Source information Start Marker

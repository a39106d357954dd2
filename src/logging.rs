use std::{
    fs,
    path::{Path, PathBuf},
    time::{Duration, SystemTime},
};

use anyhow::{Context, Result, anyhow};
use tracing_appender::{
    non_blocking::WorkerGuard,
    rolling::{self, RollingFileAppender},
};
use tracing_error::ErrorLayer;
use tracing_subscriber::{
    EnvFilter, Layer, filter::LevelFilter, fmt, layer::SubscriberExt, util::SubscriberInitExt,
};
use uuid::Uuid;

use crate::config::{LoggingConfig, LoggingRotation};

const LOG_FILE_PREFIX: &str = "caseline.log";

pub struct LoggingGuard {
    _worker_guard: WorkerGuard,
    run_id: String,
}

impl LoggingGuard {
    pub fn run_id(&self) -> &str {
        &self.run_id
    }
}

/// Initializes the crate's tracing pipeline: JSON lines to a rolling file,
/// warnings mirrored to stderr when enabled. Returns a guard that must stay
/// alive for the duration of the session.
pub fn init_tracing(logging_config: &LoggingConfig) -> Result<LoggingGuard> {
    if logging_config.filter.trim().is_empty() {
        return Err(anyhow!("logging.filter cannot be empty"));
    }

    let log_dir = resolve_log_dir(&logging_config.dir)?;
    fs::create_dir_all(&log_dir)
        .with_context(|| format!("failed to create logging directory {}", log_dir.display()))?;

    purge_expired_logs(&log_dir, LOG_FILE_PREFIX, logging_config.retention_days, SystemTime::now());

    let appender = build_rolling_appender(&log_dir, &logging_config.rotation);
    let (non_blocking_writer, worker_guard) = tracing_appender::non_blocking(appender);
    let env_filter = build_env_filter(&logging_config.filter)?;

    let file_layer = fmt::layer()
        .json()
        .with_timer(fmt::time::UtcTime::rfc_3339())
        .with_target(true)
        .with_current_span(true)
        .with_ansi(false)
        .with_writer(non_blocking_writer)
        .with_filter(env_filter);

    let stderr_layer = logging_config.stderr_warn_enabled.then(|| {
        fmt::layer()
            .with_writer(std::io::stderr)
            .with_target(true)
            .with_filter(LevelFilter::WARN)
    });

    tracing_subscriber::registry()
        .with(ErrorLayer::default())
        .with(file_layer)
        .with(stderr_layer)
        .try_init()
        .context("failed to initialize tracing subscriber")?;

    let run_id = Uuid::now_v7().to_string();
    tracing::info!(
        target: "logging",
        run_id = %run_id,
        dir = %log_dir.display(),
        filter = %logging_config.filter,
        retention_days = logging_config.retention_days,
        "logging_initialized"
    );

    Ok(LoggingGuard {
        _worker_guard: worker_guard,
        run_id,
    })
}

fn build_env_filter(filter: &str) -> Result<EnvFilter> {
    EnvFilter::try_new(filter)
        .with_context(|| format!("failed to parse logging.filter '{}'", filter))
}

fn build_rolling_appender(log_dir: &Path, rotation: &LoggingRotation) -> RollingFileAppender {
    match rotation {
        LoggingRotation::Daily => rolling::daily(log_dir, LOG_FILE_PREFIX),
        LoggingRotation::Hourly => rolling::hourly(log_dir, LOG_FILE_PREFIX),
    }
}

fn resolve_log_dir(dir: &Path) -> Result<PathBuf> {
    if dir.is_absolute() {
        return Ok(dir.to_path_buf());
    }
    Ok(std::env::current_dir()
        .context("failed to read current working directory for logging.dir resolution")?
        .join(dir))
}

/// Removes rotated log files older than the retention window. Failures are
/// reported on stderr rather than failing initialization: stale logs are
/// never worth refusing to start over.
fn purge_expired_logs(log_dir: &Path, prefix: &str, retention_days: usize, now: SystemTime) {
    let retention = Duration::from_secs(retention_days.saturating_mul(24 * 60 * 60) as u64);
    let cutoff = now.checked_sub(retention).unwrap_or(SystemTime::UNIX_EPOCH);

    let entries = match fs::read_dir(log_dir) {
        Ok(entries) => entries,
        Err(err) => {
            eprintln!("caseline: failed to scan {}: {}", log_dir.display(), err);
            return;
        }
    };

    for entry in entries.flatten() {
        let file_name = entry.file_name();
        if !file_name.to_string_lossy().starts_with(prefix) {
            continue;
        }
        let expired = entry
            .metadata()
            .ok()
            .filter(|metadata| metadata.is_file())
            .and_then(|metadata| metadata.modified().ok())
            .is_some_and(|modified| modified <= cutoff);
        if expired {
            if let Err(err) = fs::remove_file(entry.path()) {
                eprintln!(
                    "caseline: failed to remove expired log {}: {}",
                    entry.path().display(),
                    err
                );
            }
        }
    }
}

Source information End Marker

*Problem*.
Determine how many lines of the records above contain the word "eprintln", and report only that number.

*Worked solution*.
2